◆ What the exercise asks ◆
The data below is to be repeated in full, exactly as given.

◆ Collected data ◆

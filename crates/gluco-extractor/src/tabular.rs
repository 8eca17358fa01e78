//! Feature extraction from tabular datasets
//!
//! Datasets name their columns with the external capitalization
//! (`BloodPressure`, `BMI`, ...). [`FeatureField::column_name`] is the
//! mapping table between those names and the internal schema.
//!
//! Empty cells are filled with zero instead of rejecting the row, matching
//! how the classifier's training data encodes unmeasured vitals.

use gluco_core::{ExtractionResult, FeatureField, StructuralError};
use gluco_parser::Table;

/// Maps a column-oriented dataset onto the feature schema
#[derive(Debug, Clone, Copy, Default)]
pub struct TabularAdapter;

impl TabularAdapter {
    pub fn new() -> Self {
        Self
    }

    /// One result per data row, in row order
    ///
    /// Fails when any required column is absent; the error names every
    /// missing column. Cells that hold something other than a valid
    /// non-negative number leave that field unresolved for the row.
    pub fn extract(&self, table: &Table) -> Result<Vec<ExtractionResult>, StructuralError> {
        let columns = self.resolve_columns(table)?;

        let results: Vec<ExtractionResult> = (0..table.num_rows())
            .map(|row| {
                let mut builder = ExtractionResult::builder();
                for (field, column) in FeatureField::ALL.into_iter().zip(columns) {
                    match table.cell(row, column) {
                        None => {
                            builder.resolve(field, 0.0);
                        }
                        Some(text) => {
                            if let Ok(value) = text.parse::<f64>() {
                                builder.resolve(field, value);
                            }
                        }
                    }
                }
                builder.build()
            })
            .collect();

        let incomplete = results.iter().filter(|r| !r.is_complete()).count();
        tracing::debug!(rows = results.len(), incomplete, "Tabular extraction finished");

        Ok(results)
    }

    /// Column index of every schema field, in schema order
    fn resolve_columns(
        &self,
        table: &Table,
    ) -> Result<[usize; FeatureField::COUNT], StructuralError> {
        let mut columns = [0usize; FeatureField::COUNT];
        let mut missing = Vec::new();

        for field in FeatureField::ALL {
            match table.column_index(field.column_name()) {
                Some(index) => columns[field.index()] = index,
                None => missing.push(field.column_name().to_string()),
            }
        }

        if missing.is_empty() {
            Ok(columns)
        } else {
            tracing::warn!(?missing, "Dataset is missing required columns");
            Err(StructuralError::MissingColumns { missing })
        }
    }
}

#[cfg(test)]
mod tests {
    use super::*;
    use gluco_parser::CsvParser;
    use proptest::prelude::*;

    const HEADER: &str =
        "Pregnancies,Glucose,BloodPressure,SkinThickness,Insulin,BMI,DiabetesPedigreeFunction,Age";

    fn table(csv: &str) -> Table {
        CsvParser::new().read_table(csv.as_bytes()).unwrap()
    }

    #[test]
    fn test_one_row_per_input_row_in_schema_order() {
        let data = format!("{HEADER}\n6,148,72,35,0,33.6,0.627,50\n1,85,66,29,0,26.6,0.351,31\n");
        let results = TabularAdapter::new().extract(&table(&data)).unwrap();

        assert_eq!(results.len(), 2);
        assert_eq!(
            results[0].to_feature_vector().unwrap().as_array(),
            &[6.0, 148.0, 72.0, 35.0, 0.0, 33.6, 0.627, 50.0]
        );
        assert_eq!(
            results[1].to_feature_vector().unwrap().as_array(),
            &[1.0, 85.0, 66.0, 29.0, 0.0, 26.6, 0.351, 31.0]
        );
    }

    #[test]
    fn test_column_order_and_extra_columns_are_irrelevant() {
        let data = "Outcome,Age,BMI,Insulin,Glucose,Pregnancies,SkinThickness,BloodPressure,\
                    DiabetesPedigreeFunction\n1,50,33.6,0,148,6,35,72,0.627\n";
        let results = TabularAdapter::new().extract(&table(data)).unwrap();

        assert_eq!(
            results[0].to_feature_vector().unwrap().as_array(),
            &[6.0, 148.0, 72.0, 35.0, 0.0, 33.6, 0.627, 50.0]
        );
    }

    #[test]
    fn test_empty_cells_are_filled_with_zero() {
        let data = format!("{HEADER}\n,148,,35,NA,33.6,,50\n");
        let results = TabularAdapter::new().extract(&table(&data)).unwrap();

        assert!(results[0].is_complete());
        assert_eq!(
            results[0].to_feature_vector().unwrap().as_array(),
            &[0.0, 148.0, 0.0, 35.0, 0.0, 33.6, 0.0, 50.0]
        );
    }

    #[test]
    fn test_short_rows_are_zero_filled() {
        let data = format!("{HEADER}\n2,120\n");
        let results = TabularAdapter::new().extract(&table(&data)).unwrap();
        assert_eq!(results[0].get(FeatureField::Glucose), Some(120.0));
        assert_eq!(results[0].get(FeatureField::Age), Some(0.0));
    }

    #[test]
    fn test_missing_columns_are_all_named() {
        let data = "Pregnancies,Glucose,SkinThickness,Insulin,DiabetesPedigreeFunction\n1,2,3,4,5\n";
        let err = TabularAdapter::new().extract(&table(data)).unwrap_err();

        assert_eq!(
            err,
            StructuralError::MissingColumns {
                missing: vec![
                    "BloodPressure".to_string(),
                    "BMI".to_string(),
                    "Age".to_string()
                ]
            }
        );
    }

    #[test]
    fn test_column_names_are_case_sensitive() {
        let data = "pregnancies,glucose,bloodpressure,skinthickness,insulin,bmi,\
                    diabetespedigreefunction,age\n1,2,3,4,5,6,7,8\n";
        let err = TabularAdapter::new().extract(&table(data)).unwrap_err();
        let StructuralError::MissingColumns { missing } = err else {
            panic!("expected missing columns");
        };
        assert_eq!(missing.len(), 8);
    }

    #[test]
    fn test_empty_dataset_names_every_column() {
        let err = TabularAdapter::new().extract(&table("")).unwrap_err();
        assert!(err.to_string().starts_with("Missing required columns: Pregnancies, Glucose"));
    }

    #[test]
    fn test_header_only_yields_no_rows() {
        let results = TabularAdapter::new().extract(&table(HEADER)).unwrap();
        assert!(results.is_empty());
    }

    #[test]
    fn test_malformed_cells_leave_fields_unresolved() {
        let data = format!("{HEADER}\n1,high,-70,35,0,33.6,0.6,50.5\n");
        let results = TabularAdapter::new().extract(&table(&data)).unwrap();

        assert_eq!(
            results[0].missing_fields(),
            vec![
                FeatureField::Glucose,
                FeatureField::BloodPressure,
                FeatureField::Age
            ]
        );
    }

    #[test]
    fn test_whole_number_floats_accepted_for_integer_fields() {
        let data = format!("{HEADER}\n2.0,120,70,20,80,25,0.5,31.0\n");
        let results = TabularAdapter::new().extract(&table(&data)).unwrap();
        assert_eq!(results[0].get(FeatureField::Pregnancies), Some(2.0));
        assert_eq!(results[0].get(FeatureField::Age), Some(31.0));
    }

    proptest! {
        #[test]
        fn prop_extraction_is_idempotent(
            rows in prop::collection::vec(prop::collection::vec("[0-9]{0,3}(\\.[0-9]{1,2})?", 8), 0..10)
        ) {
            let mut data = String::from(HEADER);
            for row in &rows {
                data.push('\n');
                data.push_str(&row.join(","));
            }
            let t = table(&data);
            let adapter = TabularAdapter::new();
            let first = adapter.extract(&t).unwrap();
            prop_assert_eq!(first.len(), rows.len());
            prop_assert_eq!(first, adapter.extract(&t).unwrap());
        }
    }
}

◆ The answer ◆
filename crates/gluco-extractor/src/tabular.rs
repository 8eca17358fa01e78
//! Feature extraction from tabular datasets
//!
//! Datasets name their columns with the external capitalization
//! (`BloodPressure`, `BMI`, ...). [`FeatureField::column_name`] is the
//! mapping table between those names and the internal schema.
//!
//! Empty cells are filled with zero instead of rejecting the row, matching
//! how the classifier's training data encodes unmeasured vitals.

use gluco_core::{ExtractionResult, FeatureField, StructuralError};
use gluco_parser::Table;

/// Maps a column-oriented dataset onto the feature schema
#[derive(Debug, Clone, Copy, Default)]
pub struct TabularAdapter;

impl TabularAdapter {
    pub fn new() -> Self {
        Self
    }

    /// One result per data row, in row order
    ///
    /// Fails when any required column is absent; the error names every
    /// missing column. Cells that hold something other than a valid
    /// non-negative number leave that field unresolved for the row.
    pub fn extract(&self, table: &Table) -> Result<Vec<ExtractionResult>, StructuralError> {
        let columns = self.resolve_columns(table)?;

        let results: Vec<ExtractionResult> = (0..table.num_rows())
            .map(|row| {
                let mut builder = ExtractionResult::builder();
                for (field, column) in FeatureField::ALL.into_iter().zip(columns) {
                    match table.cell(row, column) {
                        None => {
                            builder.resolve(field, 0.0);
                        }
                        Some(text) => {
                            if let Ok(value) = text.parse::<f64>() {
                                builder.resolve(field, value);
                            }
                        }
                    }
                }
                builder.build()
            })
            .collect();

        let incomplete = results.iter().filter(|r| !r.is_complete()).count();
        tracing::debug!(rows = results.len(), incomplete, "Tabular extraction finished");

        Ok(results)
    }

    /// Column index of every schema field, in schema order
    fn resolve_columns(
        &self,
        table: &Table,
    ) -> Result<[usize; FeatureField::COUNT], StructuralError> {
        let mut columns = [0usize; FeatureField::COUNT];
        let mut missing = Vec::new();

        for field in FeatureField::ALL {
            match table.column_index(field.column_name()) {
                Some(index) => columns[field.index()] = index,
                None => missing.push(field.column_name().to_string()),
            }
        }

        if missing.is_empty() {
            Ok(columns)
        } else {
            tracing::warn!(?missing, "Dataset is missing required columns");
            Err(StructuralError::MissingColumns { missing })
        }
    }
}

#[cfg(test)]
mod tests {
    use super::*;
    use gluco_parser::CsvParser;
    use proptest::prelude::*;

    const HEADER: &str =
        "Pregnancies,Glucose,BloodPressure,SkinThickness,Insulin,BMI,DiabetesPedigreeFunction,Age";

    fn table(csv: &str) -> Table {
        CsvParser::new().read_table(csv.as_bytes()).unwrap()
    }

    #[test]
    fn test_one_row_per_input_row_in_schema_order() {
        let data = format!("{HEADER}\n6,148,72,35,0,33.6,0.627,50\n1,85,66,29,0,26.6,0.351,31\n");
        let results = TabularAdapter::new().extract(&table(&data)).unwrap();

        assert_eq!(results.len(), 2);
        assert_eq!(
            results[0].to_feature_vector().unwrap().as_array(),
            &[6.0, 148.0, 72.0, 35.0, 0.0, 33.6, 0.627, 50.0]
        );
        assert_eq!(
            results[1].to_feature_vector().unwrap().as_array(),
            &[1.0, 85.0, 66.0, 29.0, 0.0, 26.6, 0.351, 31.0]
        );
    }

    #[test]
    fn test_column_order_and_extra_columns_are_irrelevant() {
        let data = "Outcome,Age,BMI,Insulin,Glucose,Pregnancies,SkinThickness,BloodPressure,\
                    DiabetesPedigreeFunction\n1,50,33.6,0,148,6,35,72,0.627\n";
        let results = TabularAdapter::new().extract(&table(data)).unwrap();

        assert_eq!(
            results[0].to_feature_vector().unwrap().as_array(),
            &[6.0, 148.0, 72.0, 35.0, 0.0, 33.6, 0.627, 50.0]
        );
    }

    #[test]
    fn test_empty_cells_are_filled_with_zero() {
        let data = format!("{HEADER}\n,148,,35,NA,33.6,,50\n");
        let results = TabularAdapter::new().extract(&table(&data)).unwrap();

        assert!(results[0].is_complete());
        assert_eq!(
            results[0].to_feature_vector().unwrap().as_array(),
            &[0.0, 148.0, 0.0, 35.0, 0.0, 33.6, 0.0, 50.0]
        );
    }

    #[test]
    fn test_short_rows_are_zero_filled() {
        let data = format!("{HEADER}\n2,120\n");
        let results = TabularAdapter::new().extract(&table(&data)).unwrap();
        assert_eq!(results[0].get(FeatureField::Glucose), Some(120.0));
        assert_eq!(results[0].get(FeatureField::Age), Some(0.0));
    }

    #[test]
    fn test_missing_columns_are_all_named() {
        let data = "Pregnancies,Glucose,SkinThickness,Insulin,DiabetesPedigreeFunction\n1,2,3,4,5\n";
        let err = TabularAdapter::new().extract(&table(data)).unwrap_err();

        assert_eq!(
            err,
            StructuralError::MissingColumns {
                missing: vec![
                    "BloodPressure".to_string(),
                    "BMI".to_string(),
                    "Age".to_string()
                ]
            }
        );
    }

    #[test]
    fn test_column_names_are_case_sensitive() {
        let data = "pregnancies,glucose,bloodpressure,skinthickness,insulin,bmi,\
                    diabetespedigreefunction,age\n1,2,3,4,5,6,7,8\n";
        let err = TabularAdapter::new().extract(&table(data)).unwrap_err();
        let StructuralError::MissingColumns { missing } = err else {
            panic!("expected missing columns");
        };
        assert_eq!(missing.len(), 8);
    }

    #[test]
    fn test_empty_dataset_names_every_column() {
        let err = TabularAdapter::new().extract(&table("")).unwrap_err();
        assert!(err.to_string().starts_with("Missing required columns: Pregnancies, Glucose"));
    }

    #[test]
    fn test_header_only_yields_no_rows() {
        let results = TabularAdapter::new().extract(&table(HEADER)).unwrap();
        assert!(results.is_empty());
    }

    #[test]
    fn test_malformed_cells_leave_fields_unresolved() {
        let data = format!("{HEADER}\n1,high,-70,35,0,33.6,0.6,50.5\n");
        let results = TabularAdapter::new().extract(&table(&data)).unwrap();

        assert_eq!(
            results[0].missing_fields(),
            vec![
                FeatureField::Glucose,
                FeatureField::BloodPressure,
                FeatureField::Age
            ]
        );
    }

    #[test]
    fn test_whole_number_floats_accepted_for_integer_fields() {
        let data = format!("{HEADER}\n2.0,120,70,20,80,25,0.5,31.0\n");
        let results = TabularAdapter::new().extract(&table(&data)).unwrap();
        assert_eq!(results[0].get(FeatureField::Pregnancies), Some(2.0));
        assert_eq!(results[0].get(FeatureField::Age), Some(31.0));
    }

    proptest! {
        #[test]
        fn prop_extraction_is_idempotent(
            rows in prop::collection::vec(prop::collection::vec("[0-9]{0,3}(\\.[0-9]{1,2})?", 8), 0..10)
        ) {
            let mut data = String::from(HEADER);
            for row in &rows {
                data.push('\n');
                data.push_str(&row.join(","));
            }
            let t = table(&data);
            let adapter = TabularAdapter::new();
            let first = adapter.extract(&t).unwrap();
            prop_assert_eq!(first.len(), rows.len());
            prop_assert_eq!(first, adapter.extract(&t).unwrap());
        }
    }
}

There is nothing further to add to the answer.